[Extracted data entries]
※
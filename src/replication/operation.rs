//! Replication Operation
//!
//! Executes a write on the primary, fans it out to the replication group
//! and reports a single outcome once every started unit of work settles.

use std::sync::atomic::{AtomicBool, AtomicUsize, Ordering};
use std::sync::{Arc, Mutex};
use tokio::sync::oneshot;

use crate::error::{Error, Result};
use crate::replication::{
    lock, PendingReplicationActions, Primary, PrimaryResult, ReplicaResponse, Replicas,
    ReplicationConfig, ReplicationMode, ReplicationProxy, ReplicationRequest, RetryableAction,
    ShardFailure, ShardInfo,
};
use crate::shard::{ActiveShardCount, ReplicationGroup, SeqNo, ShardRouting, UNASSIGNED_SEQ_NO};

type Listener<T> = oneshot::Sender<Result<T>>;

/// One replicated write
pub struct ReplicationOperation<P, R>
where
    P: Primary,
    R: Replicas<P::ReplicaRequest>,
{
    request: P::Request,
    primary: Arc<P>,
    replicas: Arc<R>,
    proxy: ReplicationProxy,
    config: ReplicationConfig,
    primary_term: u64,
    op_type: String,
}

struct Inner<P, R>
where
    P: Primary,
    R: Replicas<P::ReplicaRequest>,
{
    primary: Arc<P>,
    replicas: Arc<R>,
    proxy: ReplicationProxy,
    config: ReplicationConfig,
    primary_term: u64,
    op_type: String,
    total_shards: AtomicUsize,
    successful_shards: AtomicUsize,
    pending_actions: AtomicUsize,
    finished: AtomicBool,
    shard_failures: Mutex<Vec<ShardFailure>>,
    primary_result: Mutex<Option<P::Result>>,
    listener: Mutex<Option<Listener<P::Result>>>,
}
※
## Assigned task
What you should do is return the records above exactly, leaving nothing out.

## Task response
filename src/replication/operation.rs
//! Replication Operation
//!
//! Executes a write on the primary, fans it out to the replication group
//! and reports a single outcome once every started unit of work settles.

use std::sync::atomic::{AtomicBool, AtomicUsize, Ordering};
use std::sync::{Arc, Mutex};
use tokio::sync::oneshot;

use crate::error::{Error, Result};
use crate::replication::{
    lock, PendingReplicationActions, Primary, PrimaryResult, ReplicaResponse, Replicas,
    ReplicationConfig, ReplicationMode, ReplicationProxy, ReplicationRequest, RetryableAction,
    ShardFailure, ShardInfo,
};
use crate::shard::{ActiveShardCount, ReplicationGroup, SeqNo, ShardRouting, UNASSIGNED_SEQ_NO};

type Listener<T> = oneshot::Sender<Result<T>>;

/// One replicated write
pub struct ReplicationOperation<P, R>
where
    P: Primary,
    R: Replicas<P::ReplicaRequest>,
{
    request: P::Request,
    primary: Arc<P>,
    replicas: Arc<R>,
    proxy: ReplicationProxy,
    config: ReplicationConfig,
    primary_term: u64,
    op_type: String,
}

struct Inner<P, R>
where
    P: Primary,
    R: Replicas<P::ReplicaRequest>,
{
    primary: Arc<P>,
    replicas: Arc<R>,
    proxy: ReplicationProxy,
    config: ReplicationConfig,
    primary_term: u64,
    op_type: String,
    total_shards: AtomicUsize,
    successful_shards: AtomicUsize,
    pending_actions: AtomicUsize,
    finished: AtomicBool,
    shard_failures: Mutex<Vec<ShardFailure>>,
    primary_result: Mutex<Option<P::Result>>,
    listener: Mutex<Option<Listener<P::Result>>>,
}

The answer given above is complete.